====== Listed entries

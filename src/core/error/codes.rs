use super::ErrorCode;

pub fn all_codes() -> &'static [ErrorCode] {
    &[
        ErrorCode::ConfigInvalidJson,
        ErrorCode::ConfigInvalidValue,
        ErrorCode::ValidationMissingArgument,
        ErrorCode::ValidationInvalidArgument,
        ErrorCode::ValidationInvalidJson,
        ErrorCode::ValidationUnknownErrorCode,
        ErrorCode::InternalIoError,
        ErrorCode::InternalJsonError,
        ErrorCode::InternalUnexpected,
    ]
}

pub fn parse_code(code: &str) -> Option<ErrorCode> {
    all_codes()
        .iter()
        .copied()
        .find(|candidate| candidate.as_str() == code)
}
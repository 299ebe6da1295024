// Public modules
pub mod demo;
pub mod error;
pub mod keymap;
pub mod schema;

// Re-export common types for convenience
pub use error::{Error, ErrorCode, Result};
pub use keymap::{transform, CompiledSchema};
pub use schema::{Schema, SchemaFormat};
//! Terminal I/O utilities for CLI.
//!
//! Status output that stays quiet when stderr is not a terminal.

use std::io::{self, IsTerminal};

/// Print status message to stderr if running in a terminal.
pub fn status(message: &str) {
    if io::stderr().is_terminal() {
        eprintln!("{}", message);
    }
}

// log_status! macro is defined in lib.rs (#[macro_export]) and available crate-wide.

============

To do:
From the data above, copy each line exactly.

Written answer:
filename src/core/error/codes.rs
use super::ErrorCode;

pub fn all_codes() -> &'static [ErrorCode] {
    &[
        ErrorCode::ConfigInvalidJson,
        ErrorCode::ConfigInvalidValue,
        ErrorCode::ValidationMissingArgument,
        ErrorCode::ValidationInvalidArgument,
        ErrorCode::ValidationInvalidJson,
        ErrorCode::ValidationUnknownErrorCode,
        ErrorCode::InternalIoError,
        ErrorCode::InternalJsonError,
        ErrorCode::InternalUnexpected,
    ]
}

pub fn parse_code(code: &str) -> Option<ErrorCode> {
    all_codes()
        .iter()
        .copied()
        .find(|candidate| candidate.as_str() == code)
}
repository 299ebe6da1295024
// Public modules
pub mod demo;
pub mod error;
pub mod keymap;
pub mod schema;

// Re-export common types for convenience
pub use error::{Error, ErrorCode, Result};
pub use keymap::{transform, CompiledSchema};
pub use schema::{Schema, SchemaFormat};
//! Terminal I/O utilities for CLI.
//!
//! Status output that stays quiet when stderr is not a terminal.

use std::io::{self, IsTerminal};

/// Print status message to stderr if running in a terminal.
pub fn status(message: &str) {
    if io::stderr().is_terminal() {
        eprintln!("{}", message);
    }
}

// log_status! macro is defined in lib.rs (#[macro_export]) and available crate-wide.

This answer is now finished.